An assembly of civic groups yesterday gathered in front of New Taipei City Hall to announce the launch of a signature event aimed at soliciting the support of New Taipei City mayoral and councilor candidates for a timely decommission of nuclear power plants in accordance with dates outlined by Taiwan Power Co (Taipower).
The signature event was jointly launched by eight groups, including the Northern Coast Anti-Nuclear Action Alliance, the Green Citizens’ Action Alliance, Citizen of the Earth and the Wild at Heart Legal Defense Association.
In a joint statement, the groups referenced an order issued by the Executive Yuan in 2011 that said the decommission of the nation’s three operational power plants — Jinshan Nuclear Power Plant and Guosheng Nuclear Power Plant in the Shihmen (石門) and Wanli (萬里) districts in New Taipei City; and Ma-anshan Nuclear Power Plant in Ma-anshan (馬鞍山), Pingtung County — would not be delayed.
Photo: Chen Wei-tsung, Taipei Times
However, the Atomic Energy Council earlier this year received a Taipower request to renew its license to operate the Jinshan plant for 20 more years after its scheduled decommission in July 2019, the groups said.
In doing so, the government has failed to deliver on its promise, they added.
The request could be approved as soon as June next year, which would pose a grave threat to the safety of more than 3 million residents living in or near New Taipei City, they said.
Quoting New Taipei Mayor Eric Chu (朱立倫), who told the Chinese-language Liberty Times (the Taipei Times’ sister newspaper) in March last year: “If the problem of nuclear waste disposal cannot be resolved, what right do we have to use nuclear energy?” Northern Coast Anti-Nuclear Action Alliance chief executive Kuo Ching-lin (郭慶霖) called on Chu, other mayoral candidates and about 120 city councilor candidates to take part in the signature event and voice their support for the timely decommission of the nuclear plants in New Taipei City.

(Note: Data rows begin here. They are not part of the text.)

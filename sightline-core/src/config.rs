//! Configuration types

use crate::constants::*;
use crate::{ConfigError, SightlineError, SightlineResult};
use serde::{Deserialize, Serialize};
use std::str::FromStr;
use std::time::Duration;

// ============================================================================
// IDENTIFY POLICY
// ============================================================================

/// Confidence policy and call timeouts for `identify`.
#[derive(Debug, Clone, PartialEq, Serialize, Deserialize)]
pub struct IdentifyPolicy {
    /// A top candidate at or above this confidence is reported alone
    pub confidence_threshold: f32,
    /// Runner-ups reported when the top candidate is below threshold
    pub max_alternatives: usize,
    pub classifier_timeout: Duration,
    pub enrichment_timeout: Duration,
}

impl Default for IdentifyPolicy {
    fn default() -> Self {
        Self {
            confidence_threshold: DEFAULT_CONFIDENCE_THRESHOLD,
            max_alternatives: DEFAULT_MAX_ALTERNATIVES,
            classifier_timeout: Duration::from_secs(DEFAULT_CLASSIFIER_TIMEOUT_SECS),
            enrichment_timeout: Duration::from_secs(DEFAULT_ENRICHMENT_TIMEOUT_SECS),
        }
    }
}

impl IdentifyPolicy {
    pub fn with_confidence_threshold(mut self, threshold: f32) -> Self {
        self.confidence_threshold = threshold;
        self
    }

    pub fn with_max_alternatives(mut self, max: usize) -> Self {
        self.max_alternatives = max;
        self
    }

    pub fn with_classifier_timeout(mut self, timeout: Duration) -> Self {
        self.classifier_timeout = timeout;
        self
    }

    pub fn with_enrichment_timeout(mut self, timeout: Duration) -> Self {
        self.enrichment_timeout = timeout;
        self
    }

    pub fn validate(&self) -> SightlineResult<()> {
        if !(0.0..=1.0).contains(&self.confidence_threshold) {
            return Err(invalid(
                "policy.confidence_threshold",
                self.confidence_threshold,
                "confidence_threshold must be between 0.0 and 1.0",
            ));
        }
        if self.classifier_timeout.is_zero() {
            return Err(invalid(
                "policy.classifier_timeout",
                format!("{:?}", self.classifier_timeout),
                "classifier_timeout must be positive",
            ));
        }
        if self.enrichment_timeout.is_zero() {
            return Err(invalid(
                "policy.enrichment_timeout",
                format!("{:?}", self.enrichment_timeout),
                "enrichment_timeout must be positive",
            ));
        }
        Ok(())
    }
}

// ============================================================================
// CACHE CONFIG
// ============================================================================

/// Sizing and expiry for one TTL cache.
#[derive(Debug, Clone, PartialEq, Eq, Serialize, Deserialize)]
pub struct CacheConfig {
    /// Maximum number of live entries across all shards
    pub capacity: usize,
    /// Lifetime applied by the orchestrator when it writes an entry
    pub default_ttl: Duration,
    /// Number of independently locked shards
    pub shards: usize,
    /// Period of the background expiry sweep
    pub sweep_interval: Duration,
}

impl CacheConfig {
    pub fn new(capacity: usize, default_ttl: Duration) -> Self {
        Self {
            capacity,
            default_ttl,
            shards: DEFAULT_CACHE_SHARDS,
            sweep_interval: Duration::from_secs(DEFAULT_CACHE_SWEEP_INTERVAL_SECS),
        }
    }

    /// Defaults for the fingerprint cache.
    pub fn fingerprint_default() -> Self {
        Self::new(
            DEFAULT_FINGERPRINT_CACHE_CAPACITY,
            Duration::from_secs(DEFAULT_FINGERPRINT_CACHE_TTL_SECS),
        )
    }

    /// Defaults for the enrichment result cache.
    pub fn result_default() -> Self {
        Self::new(
            DEFAULT_RESULT_CACHE_CAPACITY,
            Duration::from_secs(DEFAULT_RESULT_CACHE_TTL_SECS),
        )
    }

    pub fn with_shards(mut self, shards: usize) -> Self {
        self.shards = shards;
        self
    }

    pub fn with_sweep_interval(mut self, interval: Duration) -> Self {
        self.sweep_interval = interval;
        self
    }

    /// Validate, prefixing field names with `section`.
    pub fn validate(&self, section: &str) -> SightlineResult<()> {
        if self.capacity == 0 {
            return Err(invalid(
                format!("{}.capacity", section),
                self.capacity,
                "capacity must be greater than 0",
            ));
        }
        if self.shards == 0 {
            return Err(invalid(
                format!("{}.shards", section),
                self.shards,
                "shards must be greater than 0",
            ));
        }
        if self.shards > self.capacity {
            return Err(invalid(
                format!("{}.shards", section),
                self.shards,
                "shards must not exceed capacity",
            ));
        }
        if self.default_ttl.is_zero() {
            return Err(invalid(
                format!("{}.default_ttl", section),
                format!("{:?}", self.default_ttl),
                "default_ttl must be positive",
            ));
        }
        if self.sweep_interval.is_zero() {
            return Err(invalid(
                format!("{}.sweep_interval", section),
                format!("{:?}", self.sweep_interval),
                "sweep_interval must be positive",
            ));
        }
        Ok(())
    }
}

Kuo said the Jinshan plant’s first reactor, which has the capacity to store 3,083 bundles of fuel rods, has only enough space for about 100 more bundles and Taipower has not yet retrieved all the spent fuel rods stored in the reactor’s fuel pool.
He also expressed doubt over the Ministry of Economic Affairs plan to ship spent fuel rods overseas, saying that he suspects the move is aimed at delaying the decommission dates for the Jinshan and Guosheng plants.
Referencing a scene in Fukushima: Memories of the Lost Landscape, a documentary on the Fukushima Dai-ichi nuclear disaster in which Minamisoma City Councilor Tanaka Kyoko was staying at a shelter because her home had been rendered uninhabitable by nuclear pollution, Wild at Heart Legal Defense Association attorney Tsai Ya-ying (蔡雅瀅) said that if a nuclear meltdown took place in New Taipei City, not only residents, but also the mayor and city councilors would be affected.